[Dataset entries]
[Start of section]
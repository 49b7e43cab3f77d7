// SPDX-License-Identifier: BUSL-1.1
// Copyright (c) 2026 Alfred Jean LLC

//! Error type that carries a process exit code.
//!
//! Commands return `ExitError` instead of calling `std::process::exit()`
//! directly, so `main()` owns process termination.

use std::fmt;

/// Exit status when the run timed out.
pub const TIMED_OUT: i32 = 124;
/// Exit status when the program could not be started.
pub const START_FAILED: i32 = 125;
/// Exit status when the run was cancelled (Ctrl-C).
pub const CANCELLED: i32 = 130;

#[derive(Debug)]
pub struct ExitError {
    pub code: i32,
    pub message: String,
}

impl ExitError {
    pub fn new(code: i32, message: impl Into<String>) -> Self {
        Self { code, message: message.into() }
    }

    /// Exit with `code` without printing anything.
    pub fn silent(code: i32) -> Self {
        Self::new(code, "")
    }
}

impl fmt::Display for ExitError {
    fn fmt(&self, f: &mut fmt::Formatter<'_>) -> fmt::Result {
        f.write_str(&self.message)
    }
}

impl std::error::Error for ExitError {}
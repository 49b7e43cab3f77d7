// SPDX-License-Identifier: BUSL-1.1
// Copyright (c) 2026 Alfred Jean LLC

//! Write-once completion signal.

use std::sync::Arc;
use tokio::sync::watch;

/// A manually completed, write-once, read-many signal.
///
/// Used once per output stream to mark that the stream reached end-of-file.
/// Completing twice is a harmless no-op; any number of tasks may wait.
#[derive(Debug, Clone)]
pub struct CompletionSignal {
    tx: Arc<watch::Sender<bool>>,
}

impl CompletionSignal {
    pub fn new() -> Self {
        let (tx, _rx) = watch::channel(false);
        Self { tx: Arc::new(tx) }
    }

    /// Complete the signal. Returns `true` only for the call that completed it.
    pub fn complete(&self) -> bool {
        self.tx.send_if_modified(|done| {
            if *done {
                false
            } else {
                *done = true;
                true
            }
        })
    }

    pub fn is_complete(&self) -> bool {
        *self.tx.borrow()
    }

    /// Wait until the signal is completed.
    pub async fn wait(&self) {
        let mut rx = self.tx.subscribe();
        // The sender lives as long as `self`, so this cannot observe a closed channel.
        let _ = rx.wait_for(|done| *done).await;
    }
}

impl Default for CompletionSignal {
    fn default() -> Self {
        Self::new()
    }
}

#[cfg(test)]
#[path = "signal_tests.rs"]
mod tests;
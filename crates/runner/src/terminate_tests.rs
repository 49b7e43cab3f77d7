// SPDX-License-Identifier: BUSL-1.1
// Copyright (c) 2026 Alfred Jean LLC

use super::*;
use std::time::Duration;

#[test]
fn released_guard_never_kills() {
    let guard = ProcessGuard::new(Some(u32::MAX));
    guard.release();
    assert!(guard.is_released());
    // Would log a warning for an out-of-range pid if it tried.
    guard.kill_tree();
}

#[test]
fn guard_without_pid_is_inert() {
    let guard = ProcessGuard::new(None);
    assert_eq!(guard.pid(), None);
    guard.kill_tree();
}

#[test]
fn clones_share_release_state() {
    let guard = ProcessGuard::new(Some(1));
    let other = guard.clone();
    other.release();
    assert!(guard.is_released());
}

#[cfg(unix)]
mod unix {
    use super::*;
    use std::process::Stdio;
    use tokio::process::Command;

    fn spawn_group(script: &str) -> Child {
        Command::new("sh")
            .arg("-c")
            .arg(script)
            .stdout(Stdio::null())
            .stderr(Stdio::null())
            .process_group(0)
            .kill_on_drop(true)
            .spawn()
            .unwrap()
    }

    // Zombies awaiting reaping by init count as dead.
    #[cfg(target_os = "linux")]
    fn alive(pid: u32) -> bool {
        match std::fs::read_to_string(format!("/proc/{pid}/stat")) {
            Ok(stat) => stat
                .rsplit_once(')')
                .and_then(|(_, rest)| rest.trim_start().chars().next())
                .is_some_and(|state| state != 'Z' && state != 'X'),
            Err(_) => false,
        }
    }

    #[cfg(not(target_os = "linux"))]
    fn alive(pid: u32) -> bool {
        nix::sys::signal::kill(nix::unistd::Pid::from_raw(pid as i32), None).is_ok()
    }

    #[tokio::test]
    async fn terminate_kills_and_reaps_running_leader() {
        let mut child = spawn_group("sleep 30");
        let guard = ProcessGuard::new(child.id());

        tokio::time::timeout(Duration::from_secs(5), terminate(&mut child, &guard))
            .await
            .unwrap();

        assert!(child.try_wait().unwrap().is_some());
    }

    #[tokio::test]
    async fn terminate_reaches_grandchildren() {
        let dir = tempfile::tempdir().unwrap();
        let pid_file = dir.path().join("grandchild.pid");
        let script = format!("sleep 30 & echo $! > {}; wait", pid_file.display());
        let mut child = spawn_group(&script);
        let guard = ProcessGuard::new(child.id());

        let grandchild = loop {
            if let Ok(text) = std::fs::read_to_string(&pid_file) {
                if let Ok(pid) = text.trim().parse::<u32>() {
                    break pid;
                }
            }
            tokio::time::sleep(Duration::from_millis(10)).await;
        };

        terminate(&mut child, &guard).await;

        let deadline = std::time::Instant::now() + Duration::from_secs(5);
        while alive(grandchild) && std::time::Instant::now() < deadline {
            tokio::time::sleep(Duration::from_millis(20)).await;
        }
        assert!(!alive(grandchild), "grandchild {grandchild} survived");
    }

    #[tokio::test]
    async fn terminate_after_exit_is_harmless() {
        let mut child = spawn_group("exit 0");
        let guard = ProcessGuard::new(child.id());
        child.wait().await.unwrap();
        terminate(&mut child, &guard).await;
    }

    #[tokio::test]
    async fn cancel_registration_kills_on_cancel() {
        let mut child = spawn_group("sleep 30");
        let guard = ProcessGuard::new(child.id());
        let token = CancellationToken::new();
        let _registration = guard.cancel_on(&token);

        token.cancel();

        let status = tokio::time::timeout(Duration::from_secs(5), child.wait())
            .await
            .unwrap()
            .unwrap();
        assert!(!status.success());
    }

    #[tokio::test]
    async fn dropped_registration_does_not_kill() {
        let mut child = spawn_group("sleep 0.3");
        let guard = ProcessGuard::new(child.id());
        let token = CancellationToken::new();
        drop(guard.cancel_on(&token));
        tokio::task::yield_now().await;

        token.cancel();

        let status = child.wait().await.unwrap();
        assert!(status.success());
    }
}
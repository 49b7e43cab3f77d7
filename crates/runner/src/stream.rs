// SPDX-License-Identifier: BUSL-1.1
// Copyright (c) 2026 Alfred Jean LLC

//! Line readers for the child's output pipes.

use crate::{CompletionSignal, LineLevel, OutputSink};
use std::sync::Arc;
use tokio::io::{AsyncBufReadExt, AsyncRead, BufReader};
use tokio::task::JoinHandle;

/// Read `stream` line by line into `sink`, then complete `closed`.
///
/// Invalid UTF-8 is replaced rather than failing the read. A final line
/// without a trailing newline is still delivered. Read errors end the stream.
pub(crate) fn spawn_reader<R>(
    stream: R,
    level: LineLevel,
    sink: Arc<OutputSink>,
    closed: CompletionSignal,
) -> JoinHandle<()>
where
    R: AsyncRead + Unpin + Send + 'static,
{
    tokio::spawn(async move {
        let mut reader = BufReader::new(stream);
        let mut buf = Vec::new();
        loop {
            buf.clear();
            match reader.read_until(b'\n', &mut buf).await {
                Ok(0) => break,
                Ok(_) => sink.push(level, decode_line(&buf)),
                Err(e) => {
                    tracing::debug!(%level, error = %e, "output stream read failed");
                    break;
                }
            }
        }
        closed.complete();
    })
}

fn decode_line(buf: &[u8]) -> String {
    let line = buf.strip_suffix(b"\n").unwrap_or(buf);
    let line = line.strip_suffix(b"\r").unwrap_or(line);
    String::from_utf8_lossy(line).into_owned()
}

#[cfg(test)]
#[path = "stream_tests.rs"]
mod tests;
[End of section]
What is being asked: Give the records again, complete and exact.

Answer box:
repository 49b7e43cab3f77d7
// SPDX-License-Identifier: BUSL-1.1
// Copyright (c) 2026 Alfred Jean LLC

//! Error type that carries a process exit code.
//!
//! Commands return `ExitError` instead of calling `std::process::exit()`
//! directly, so `main()` owns process termination.

use std::fmt;

/// Exit status when the run timed out.
pub const TIMED_OUT: i32 = 124;
/// Exit status when the program could not be started.
pub const START_FAILED: i32 = 125;
/// Exit status when the run was cancelled (Ctrl-C).
pub const CANCELLED: i32 = 130;

#[derive(Debug)]
pub struct ExitError {
    pub code: i32,
    pub message: String,
}

impl ExitError {
    pub fn new(code: i32, message: impl Into<String>) -> Self {
        Self { code, message: message.into() }
    }

    /// Exit with `code` without printing anything.
    pub fn silent(code: i32) -> Self {
        Self::new(code, "")
    }
}

impl fmt::Display for ExitError {
    fn fmt(&self, f: &mut fmt::Formatter<'_>) -> fmt::Result {
        f.write_str(&self.message)
    }
}

impl std::error::Error for ExitError {}
repository 49b7e43cab3f77d7
// SPDX-License-Identifier: BUSL-1.1
// Copyright (c) 2026 Alfred Jean LLC

//! Write-once completion signal.

use std::sync::Arc;
use tokio::sync::watch;

/// A manually completed, write-once, read-many signal.
///
/// Used once per output stream to mark that the stream reached end-of-file.
/// Completing twice is a harmless no-op; any number of tasks may wait.
#[derive(Debug, Clone)]
pub struct CompletionSignal {
    tx: Arc<watch::Sender<bool>>,
}

impl CompletionSignal {
    pub fn new() -> Self {
        let (tx, _rx) = watch::channel(false);
        Self { tx: Arc::new(tx) }
    }

    /// Complete the signal. Returns `true` only for the call that completed it.
    pub fn complete(&self) -> bool {
        self.tx.send_if_modified(|done| {
            if *done {
                false
            } else {
                *done = true;
                true
            }
        })
    }

    pub fn is_complete(&self) -> bool {
        *self.tx.borrow()
    }

    /// Wait until the signal is completed.
    pub async fn wait(&self) {
        let mut rx = self.tx.subscribe();
        // The sender lives as long as `self`, so this cannot observe a closed channel.
        let _ = rx.wait_for(|done| *done).await;
    }
}

impl Default for CompletionSignal {
    fn default() -> Self {
        Self::new()
    }
}

#[cfg(test)]
#[path = "signal_tests.rs"]
mod tests;
filename crates/runner/src/terminate_tests.rs
repository 49b7e43cab3f77d7
// SPDX-License-Identifier: BUSL-1.1
// Copyright (c) 2026 Alfred Jean LLC

use super::*;
use std::time::Duration;

#[test]
fn released_guard_never_kills() {
    let guard = ProcessGuard::new(Some(u32::MAX));
    guard.release();
    assert!(guard.is_released());
    // Would log a warning for an out-of-range pid if it tried.
    guard.kill_tree();
}

#[test]
fn guard_without_pid_is_inert() {
    let guard = ProcessGuard::new(None);
    assert_eq!(guard.pid(), None);
    guard.kill_tree();
}

#[test]
fn clones_share_release_state() {
    let guard = ProcessGuard::new(Some(1));
    let other = guard.clone();
    other.release();
    assert!(guard.is_released());
}

#[cfg(unix)]
mod unix {
    use super::*;
    use std::process::Stdio;
    use tokio::process::Command;

    fn spawn_group(script: &str) -> Child {
        Command::new("sh")
            .arg("-c")
            .arg(script)
            .stdout(Stdio::null())
            .stderr(Stdio::null())
            .process_group(0)
            .kill_on_drop(true)
            .spawn()
            .unwrap()
    }

    // Zombies awaiting reaping by init count as dead.
    #[cfg(target_os = "linux")]
    fn alive(pid: u32) -> bool {
        match std::fs::read_to_string(format!("/proc/{pid}/stat")) {
            Ok(stat) => stat
                .rsplit_once(')')
                .and_then(|(_, rest)| rest.trim_start().chars().next())
                .is_some_and(|state| state != 'Z' && state != 'X'),
            Err(_) => false,
        }
    }

    #[cfg(not(target_os = "linux"))]
    fn alive(pid: u32) -> bool {
        nix::sys::signal::kill(nix::unistd::Pid::from_raw(pid as i32), None).is_ok()
    }

    #[tokio::test]
    async fn terminate_kills_and_reaps_running_leader() {
        let mut child = spawn_group("sleep 30");
        let guard = ProcessGuard::new(child.id());

        tokio::time::timeout(Duration::from_secs(5), terminate(&mut child, &guard))
            .await
            .unwrap();

        assert!(child.try_wait().unwrap().is_some());
    }

    #[tokio::test]
    async fn terminate_reaches_grandchildren() {
        let dir = tempfile::tempdir().unwrap();
        let pid_file = dir.path().join("grandchild.pid");
        let script = format!("sleep 30 & echo $! > {}; wait", pid_file.display());
        let mut child = spawn_group(&script);
        let guard = ProcessGuard::new(child.id());

        let grandchild = loop {
            if let Ok(text) = std::fs::read_to_string(&pid_file) {
                if let Ok(pid) = text.trim().parse::<u32>() {
                    break pid;
                }
            }
            tokio::time::sleep(Duration::from_millis(10)).await;
        };

        terminate(&mut child, &guard).await;

        let deadline = std::time::Instant::now() + Duration::from_secs(5);
        while alive(grandchild) && std::time::Instant::now() < deadline {
            tokio::time::sleep(Duration::from_millis(20)).await;
        }
        assert!(!alive(grandchild), "grandchild {grandchild} survived");
    }

    #[tokio::test]
    async fn terminate_after_exit_is_harmless() {
        let mut child = spawn_group("exit 0");
        let guard = ProcessGuard::new(child.id());
        child.wait().await.unwrap();
        terminate(&mut child, &guard).await;
    }

    #[tokio::test]
    async fn cancel_registration_kills_on_cancel() {
        let mut child = spawn_group("sleep 30");
        let guard = ProcessGuard::new(child.id());
        let token = CancellationToken::new();
        let _registration = guard.cancel_on(&token);

        token.cancel();

        let status = tokio::time::timeout(Duration::from_secs(5), child.wait())
            .await
            .unwrap()
            .unwrap();
        assert!(!status.success());
    }

    #[tokio::test]
    async fn dropped_registration_does_not_kill() {
        let mut child = spawn_group("sleep 0.3");
        let guard = ProcessGuard::new(child.id());
        let token = CancellationToken::new();
        drop(guard.cancel_on(&token));
        tokio::task::yield_now().await;

        token.cancel();

        let status = child.wait().await.unwrap();
        assert!(status.success());
    }
}
repository 49b7e43cab3f77d7
filename crates/runner/src/stream.rs
// SPDX-License-Identifier: BUSL-1.1
// Copyright (c) 2026 Alfred Jean LLC

//! Line readers for the child's output pipes.

use crate::{CompletionSignal, LineLevel, OutputSink};
use std::sync::Arc;
use tokio::io::{AsyncBufReadExt, AsyncRead, BufReader};
use tokio::task::JoinHandle;

/// Read `stream` line by line into `sink`, then complete `closed`.
///
/// Invalid UTF-8 is replaced rather than failing the read. A final line
/// without a trailing newline is still delivered. Read errors end the stream.
pub(crate) fn spawn_reader<R>(
    stream: R,
    level: LineLevel,
    sink: Arc<OutputSink>,
    closed: CompletionSignal,
) -> JoinHandle<()>
where
    R: AsyncRead + Unpin + Send + 'static,
{
    tokio::spawn(async move {
        let mut reader = BufReader::new(stream);
        let mut buf = Vec::new();
        loop {
            buf.clear();
            match reader.read_until(b'\n', &mut buf).await {
                Ok(0) => break,
                Ok(_) => sink.push(level, decode_line(&buf)),
                Err(e) => {
                    tracing::debug!(%level, error = %e, "output stream read failed");
                    break;
                }
            }
        }
        closed.complete();
    })
}

fn decode_line(buf: &[u8]) -> String {
    let line = buf.strip_suffix(b"\n").unwrap_or(buf);
    let line = line.strip_suffix(b"\r").unwrap_or(line);
    String::from_utf8_lossy(line).into_owned()
}

#[cfg(test)]
#[path = "stream_tests.rs"]
mod tests;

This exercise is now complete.